START MATERIAL FOR THE TASK

/// Events emitted during a simulation tick.
/// The presentation layer consumes these for messages and logging.

use crate::domain::tile::{Lock, TileKind};
use super::queue::Direction;

#[derive(Clone, Debug, PartialEq, Eq)]
pub enum GameEvent {
    PlayerMoved { x: usize, y: usize },
    ObjectPushed { kind: TileKind, x: usize, y: usize },
    MoveBlocked { dir: Direction },
    LocksOpened { lock: Lock, count: usize },
    FallStarted { kind: TileKind, x: usize, y: usize },
    Landed { kind: TileKind, x: usize, y: usize },
}
/// Gravity for stones and boxes.
///
/// `FallState` is the two-state machine each Stone/Box owns. It is resampled
/// once per tick from the cell directly below, during the map sweep only:
///
/// ┌──────────────────────┬────────────┬──────────────────────────┐
/// │ Cell below            │ New state  │ Effect this tick          │
/// ├──────────────────────┼────────────┼──────────────────────────┤
/// │ Air                   │ Falling    │ drop one row              │
/// │ anything else / edge  │ Resting    │ stay; pushable sideways   │
/// └──────────────────────┴────────────┴──────────────────────────┘

use super::grid::Grid;
use super::tile::{Passage, Tile, TileKind};

#[derive(Clone, Copy, PartialEq, Eq, Debug)]
pub enum FallState {
    Falling,
    Resting,
}

impl FallState {
    /// Transition function: the state implied by the tile below.
    pub fn from_below(below: Tile) -> FallState {
        if below.is_air() { FallState::Falling } else { FallState::Resting }
    }

    pub fn is_falling(self) -> bool {
        self == FallState::Falling
    }

    pub fn is_resting(self) -> bool {
        self == FallState::Resting
    }

    /// Falling objects ignore sideways pushes.
    pub fn horizontal_passage(self) -> Passage {
        match self {
            FallState::Falling => Passage::Refuse,
            FallState::Resting => Passage::Push,
        }
    }
}

/// What a gravity update did to one object.
#[derive(Clone, Copy, PartialEq, Eq, Debug)]
pub enum FallOutcome {
    /// Was resting, now falling; dropped to `y + 1`.
    Started { kind: TileKind },
    /// Already falling; dropped another row.
    Dropped,
    /// Was falling, now resting.
    Landed { kind: TileKind },
    /// Was resting and stays put.
    Still,
}

/// Per-tick gravity for the object at (x, y).
///
/// Returns `None` for tiles without a fall state. The object moves at most
/// one row; whether it keeps falling is decided on the next tick.
pub fn update(grid: &mut Grid, x: usize, y: usize) -> Option<FallOutcome> {
    let mut tile = grid.get(x, y);
    let before = tile.fall_state()?;
    let after = FallState::from_below(grid.tile_at(x as isize, y as isize + 1));

    match after {
        FallState::Falling => tile.fall(),
        FallState::Resting => tile.rest(),
    }

    if after.is_falling() {
        // Below is Air, so y + 1 is inside the grid.
        grid.set(x, y + 1, tile);
        grid.set(x, y, Tile::Air);
    } else {
        grid.set(x, y, tile);
    }

    Some(match (before, after) {
        (FallState::Resting, FallState::Falling) => FallOutcome::Started { kind: tile.kind() },
        (FallState::Falling, FallState::Falling) => FallOutcome::Dropped,
        (FallState::Falling, FallState::Resting) => FallOutcome::Landed { kind: tile.kind() },
        (FallState::Resting, FallState::Resting) => FallOutcome::Still,
    })
}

END MATERIAL FOR THE TASK

AIM OF THE EXERCISE
Your answer should be the records themselves, returned word for word.

EXPECTED OUTPUT
/// Events emitted during a simulation tick.
/// The presentation layer consumes these for messages and logging.

use crate::domain::tile::{Lock, TileKind};
use super::queue::Direction;

#[derive(Clone, Debug, PartialEq, Eq)]
pub enum GameEvent {
    PlayerMoved { x: usize, y: usize },
    ObjectPushed { kind: TileKind, x: usize, y: usize },
    MoveBlocked { dir: Direction },
    LocksOpened { lock: Lock, count: usize },
    FallStarted { kind: TileKind, x: usize, y: usize },
    Landed { kind: TileKind, x: usize, y: usize },
}
/// Gravity for stones and boxes.
///
/// `FallState` is the two-state machine each Stone/Box owns. It is resampled
/// once per tick from the cell directly below, during the map sweep only:
///
/// ┌──────────────────────┬────────────┬──────────────────────────┐
/// │ Cell below            │ New state  │ Effect this tick          │
/// ├──────────────────────┼────────────┼──────────────────────────┤
/// │ Air                   │ Falling    │ drop one row              │
/// │ anything else / edge  │ Resting    │ stay; pushable sideways   │
/// └──────────────────────┴────────────┴──────────────────────────┘

use super::grid::Grid;
use super::tile::{Passage, Tile, TileKind};

#[derive(Clone, Copy, PartialEq, Eq, Debug)]
pub enum FallState {
    Falling,
    Resting,
}

impl FallState {
    /// Transition function: the state implied by the tile below.
    pub fn from_below(below: Tile) -> FallState {
        if below.is_air() { FallState::Falling } else { FallState::Resting }
    }

    pub fn is_falling(self) -> bool {
        self == FallState::Falling
    }

    pub fn is_resting(self) -> bool {
        self == FallState::Resting
    }

    /// Falling objects ignore sideways pushes.
    pub fn horizontal_passage(self) -> Passage {
        match self {
            FallState::Falling => Passage::Refuse,
            FallState::Resting => Passage::Push,
        }
    }
}

/// What a gravity update did to one object.
#[derive(Clone, Copy, PartialEq, Eq, Debug)]
pub enum FallOutcome {
    /// Was resting, now falling; dropped to `y + 1`.
    Started { kind: TileKind },
    /// Already falling; dropped another row.
    Dropped,
    /// Was falling, now resting.
    Landed { kind: TileKind },
    /// Was resting and stays put.
    Still,
}

/// Per-tick gravity for the object at (x, y).
///
/// Returns `None` for tiles without a fall state. The object moves at most
/// one row; whether it keeps falling is decided on the next tick.
pub fn update(grid: &mut Grid, x: usize, y: usize) -> Option<FallOutcome> {
    let mut tile = grid.get(x, y);
    let before = tile.fall_state()?;
    let after = FallState::from_below(grid.tile_at(x as isize, y as isize + 1));

    match after {
        FallState::Falling => tile.fall(),
        FallState::Resting => tile.rest(),
    }

    if after.is_falling() {
        // Below is Air, so y + 1 is inside the grid.
        grid.set(x, y + 1, tile);
        grid.set(x, y, Tile::Air);
    } else {
        grid.set(x, y, tile);
    }

    Some(match (before, after) {
        (FallState::Resting, FallState::Falling) => FallOutcome::Started { kind: tile.kind() },
        (FallState::Falling, FallState::Falling) => FallOutcome::Dropped,
        (FallState::Falling, FallState::Resting) => FallOutcome::Landed { kind: tile.kind() },
        (FallState::Resting, FallState::Resting) => FallOutcome::Still,
    })
}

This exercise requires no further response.